§ What the task requires: Stop after the line with "let (sink, stream) = stream.split();"; until then, please copy every line of the records word for word from the first.

§ Input data:
*** Begin section ***
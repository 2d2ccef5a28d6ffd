use futures::StreamExt;
use tokio::net::TcpStream;
use tokio_tungstenite::{
    accept_hdr_async, connect_async,
    tungstenite::{
        handshake::server::{ErrorResponse, Request, Response},
        http::StatusCode,
    },
    MaybeTlsStream,
};
use tracing::{debug, warn};

use super::{
    link::{LinkReader, LinkWriter, WsStream},
    Error, Target,
};

fn split(stream: WsStream) -> (LinkWriter, LinkReader) {
    let (sink, stream) = stream.split();
    (LinkWriter::Ws(sink), LinkReader::Ws(stream))
}

pub(crate) async fn dial(
    target: &Target,
) -> Result<(LinkWriter, LinkReader), Error> {
    let (stream, _) = connect_async(target.to_string()).await?;
    debug!("websocket upgraded");
    Ok(split(stream))
}

/// Upgrades an accepted socket, refusing requests for any path other than
/// the one the listener was bound to.
pub(crate) async fn upgrade(
    stream: TcpStream,
    path: &str,
) -> Result<(LinkWriter, LinkReader), Error> {
    let expected = path.to_string();
    let check_path = move |req: &Request, resp: Response| {
        if req.uri().path() == expected {
            return Ok(resp);
        }
        warn!(path = req.uri().path(), "websocket request for unknown path");
        let mut refusal = ErrorResponse::new(Some("not found".to_string()));
        *refusal.status_mut() = StatusCode::NOT_FOUND;
        Err(refusal)
    };
    let stream =
        accept_hdr_async(MaybeTlsStream::Plain(stream), check_path).await?;
    debug!("websocket upgraded");
    Ok(split(stream))
}
use std::{net::SocketAddr, sync::Arc};

use futures::{
    stream::{SplitSink, SplitStream},
    SinkExt, StreamExt,
};
use quinn::{ConnectionError, ReadError, VarInt};
use tokio::{
    io::{AsyncReadExt, AsyncWriteExt},
    net::{
        tcp::{OwnedReadHalf, OwnedWriteHalf},
        TcpListener, TcpStream,
    },
};
use tokio_tungstenite::{
    tungstenite::{self, Message},
    MaybeTlsStream, WebSocketStream,
};

use super::{
    frame::{self, FrameBuffer},
    quic, tcp, ws, Error, NetConfig, Protocol, Target,
};

pub(crate) type WsStream = WebSocketStream<MaybeTlsStream<TcpStream>>;

/// Write half of an axon's socket.
pub(crate) enum LinkWriter {
    Tcp(OwnedWriteHalf),
    Quic {
        conn: quinn::Connection,
        send: quinn::SendStream,
    },
    Ws(SplitSink<WsStream, Message>),
}

impl LinkWriter {
    /// Writes one payload, framed on stream transports.
    pub(crate) async fn send(&mut self, payload: &[u8]) -> Result<(), Error> {
        match self {
            LinkWriter::Tcp(half) => {
                half.write_all(&frame::encode(payload)?).await?
            }
            LinkWriter::Quic { send, .. } => {
                send.write_all(&frame::encode(payload)?).await?
            }
            LinkWriter::Ws(sink) => {
                sink.send(Message::Binary(payload.to_vec())).await?
            }
        }
        Ok(())
    }

    /// Writes bytes with no framing. Only the handshake acknowledgement
    /// travels this way.
    pub(crate) async fn send_raw(&mut self, bytes: &[u8]) -> Result<(), Error> {
        match self {
            LinkWriter::Tcp(half) => half.write_all(bytes).await?,
            LinkWriter::Quic { send, .. } => send.write_all(bytes).await?,
            LinkWriter::Ws(sink) => {
                sink.send(Message::Binary(bytes.to_vec())).await?
            }
        }
        Ok(())
    }

    /// Closes the socket. Errors are ignored, the link is gone either way.
    pub(crate) async fn close(&mut self) {
        match self {
            LinkWriter::Tcp(half) => {
                let _ = half.shutdown().await;
            }
            LinkWriter::Quic { conn, .. } => {
                conn.close(VarInt::from_u32(0), b"closed");
            }
            LinkWriter::Ws(sink) => {
                let _ = sink.close().await;
            }
        }
    }
}

/// Read half of an axon's socket.
pub(crate) enum LinkReader {
    Tcp {
        half: OwnedReadHalf,
        frames: FrameBuffer,
        buf: Vec<u8>,
    },
    Quic {
        recv: quinn::RecvStream,
        frames: FrameBuffer,
        buf: Vec<u8>,
    },
    Ws(SplitStream<WsStream>),
}

impl LinkReader {
    pub(crate) fn tcp(half: OwnedReadHalf, read_buffer: usize) -> Self {
        LinkReader::Tcp {
            half,
            frames: FrameBuffer::new(),
            buf: vec![0; read_buffer.max(frame::HEADER_LEN)],
        }
    }

    pub(crate) fn quic(recv: quinn::RecvStream, read_buffer: usize) -> Self {
        LinkReader::Quic {
            recv,
            frames: FrameBuffer::new(),
            buf: vec![0; read_buffer.max(frame::HEADER_LEN)],
        }
    }

    /// Next payload from the remote, or `None` once it has closed the link.
    pub(crate) async fn next(&mut self) -> Result<Option<Vec<u8>>, Error> {
        match self {
            LinkReader::Tcp { half, frames, buf } => loop {
                if let Some(payload) = frames.next_frame() {
                    return Ok(Some(payload));
                }
                let n = half.read(buf).await?;
                if n == 0 {
                    return Ok(None);
                }
                frames.push(&buf[..n]);
            },
            LinkReader::Quic { recv, frames, buf } => loop {
                if let Some(payload) = frames.next_frame() {
                    return Ok(Some(payload));
                }
                match recv.read(buf).await {
                    Ok(Some(n)) => frames.push(&buf[..n]),
                    Ok(None) => return Ok(None),
                    Err(ReadError::ConnectionLost(
                        ConnectionError::ApplicationClosed(_)
                        | ConnectionError::LocallyClosed,
                    )) => return Ok(None),
                    Err(e) => Err(e)?,
                }
            },
            LinkReader::Ws(stream) => loop {
                match stream.next().await {
                    None | Some(Ok(Message::Close(_))) => return Ok(None),
                    Some(Ok(Message::Binary(bytes))) => return Ok(Some(bytes)),
                    Some(Ok(Message::Text(text))) => {
                        return Ok(Some(text.into_bytes()))
                    }
                    // protocol-level ping/pong is answered by tungstenite
                    Some(Ok(_)) => continue,
                    Some(Err(
                        tungstenite::Error::ConnectionClosed
                        | tungstenite::Error::AlreadyClosed,
                    )) => return Ok(None),
                    Some(Err(e)) => Err(e)?,
                }
            },
        }
    }

    /// Reads the raw 5-byte handshake acknowledgement.
    pub(crate) async fn read_ack(&mut self) -> Result<[u8; 5], Error> {
        let mut ack = [0u8; 5];
        match self {
            LinkReader::Tcp { half, .. } => {
                half.read_exact(&mut ack).await?;
            }
            LinkReader::Quic { recv, .. } => {
                recv.read_exact(&mut ack).await?;
            }
            LinkReader::Ws(_) => {
                let msg = self.next().await?.ok_or(Error::Eof)?;
                if msg.len() != ack.len() {
                    Err(Error::Handshake(format!(
                        "acknowledgement of {} bytes",
                        msg.len()
                    )))?
                }
                ack.copy_from_slice(&msg);
            }
        }
        Ok(ack)
    }
}

/// A bound listening socket.
pub(crate) enum Listener {
    Tcp(TcpListener),
    Quic(quinn::Endpoint),
    Ws { listener: TcpListener, path: String },
}

/// A connection accepted but not yet upgraded to a link.
pub(crate) enum Incoming {
    Tcp(TcpStream),
    Quic(quinn::Connecting),
    Ws(TcpStream, Arc<str>),
}

impl Listener {
    /// Binds `target` and returns the listener with the port it got.
    pub(crate) async fn bind(
        target: &Target,
        config: &NetConfig,
    ) -> Result<(Self, u16), Error> {
        let listener = match target.proto {
            Protocol::Tcp => Listener::Tcp(tcp::bind(target).await?),
            Protocol::Quic => Listener::Quic(quic::bind(target, config).await?),
            Protocol::Ws => Listener::Ws {
                listener: tcp::bind(target).await?,
                path: target.path.clone(),
            },
        };
        let port = listener.local_addr()?.port();
        Ok((listener, port))
    }

    fn local_addr(&self) -> Result<SocketAddr, Error> {
        Ok(match self {
            Listener::Tcp(l) | Listener::Ws { listener: l, .. } => {
                l.local_addr()?
            }
            Listener::Quic(ep) => ep.local_addr()?,
        })
    }

    /// Waits for the next connection. `None` means the listener was closed.
    pub(crate) async fn accept(
        &self,
    ) -> Result<Option<(Incoming, SocketAddr)>, Error> {
        match self {
            Listener::Tcp(l) => {
                let (stream, remote) = l.accept().await?;
                stream.set_nodelay(true)?;
                Ok(Some((Incoming::Tcp(stream), remote)))
            }
            Listener::Quic(ep) => Ok(ep.accept().await.map(|connecting| {
                let remote = connecting.remote_address();
                (Incoming::Quic(connecting), remote)
            })),
            Listener::Ws { listener, path } => {
                let (stream, remote) = listener.accept().await?;
                stream.set_nodelay(true)?;
                Ok(Some((Incoming::Ws(stream, path.as_str().into()), remote)))
            }
        }
    }

    pub(crate) fn close(&self) {
        if let Listener::Quic(ep) = self {
            ep.close(VarInt::from_u32(0), b"shutdown");
        }
    }
}

impl Incoming {
    pub(crate) fn proto(&self) -> Protocol {
        match self {
            Incoming::Tcp(_) => Protocol::Tcp,
            Incoming::Quic(_) => Protocol::Quic,
            Incoming::Ws(..) => Protocol::Ws,
        }
    }

    /// Finishes the transport-level setup: the QUIC handshake and stream, or
    /// the WebSocket upgrade.
    pub(crate) async fn open(
        self,
        config: &NetConfig,
    ) -> Result<(LinkWriter, LinkReader), Error> {
        match self {
            Incoming::Tcp(stream) => Ok(tcp::split(stream, config.read_buffer)),
            Incoming::Quic(connecting) => {
                quic::accept(connecting, config.read_buffer).await
            }
            Incoming::Ws(stream, path) => ws::upgrade(stream, &path).await,
        }
    }
}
*** End section ***
§ Task solution:
repository 2d2ccef5a28d6ffd
use futures::StreamExt;
use tokio::net::TcpStream;
use tokio_tungstenite::{
    accept_hdr_async, connect_async,
    tungstenite::{
        handshake::server::{ErrorResponse, Request, Response},
        http::StatusCode,
    },
    MaybeTlsStream,
};
use tracing::{debug, warn};

use super::{
    link::{LinkReader, LinkWriter, WsStream},
    Error, Target,
};

fn split(stream: WsStream) -> (LinkWriter, LinkReader) {
    let (sink, stream) = stream.split();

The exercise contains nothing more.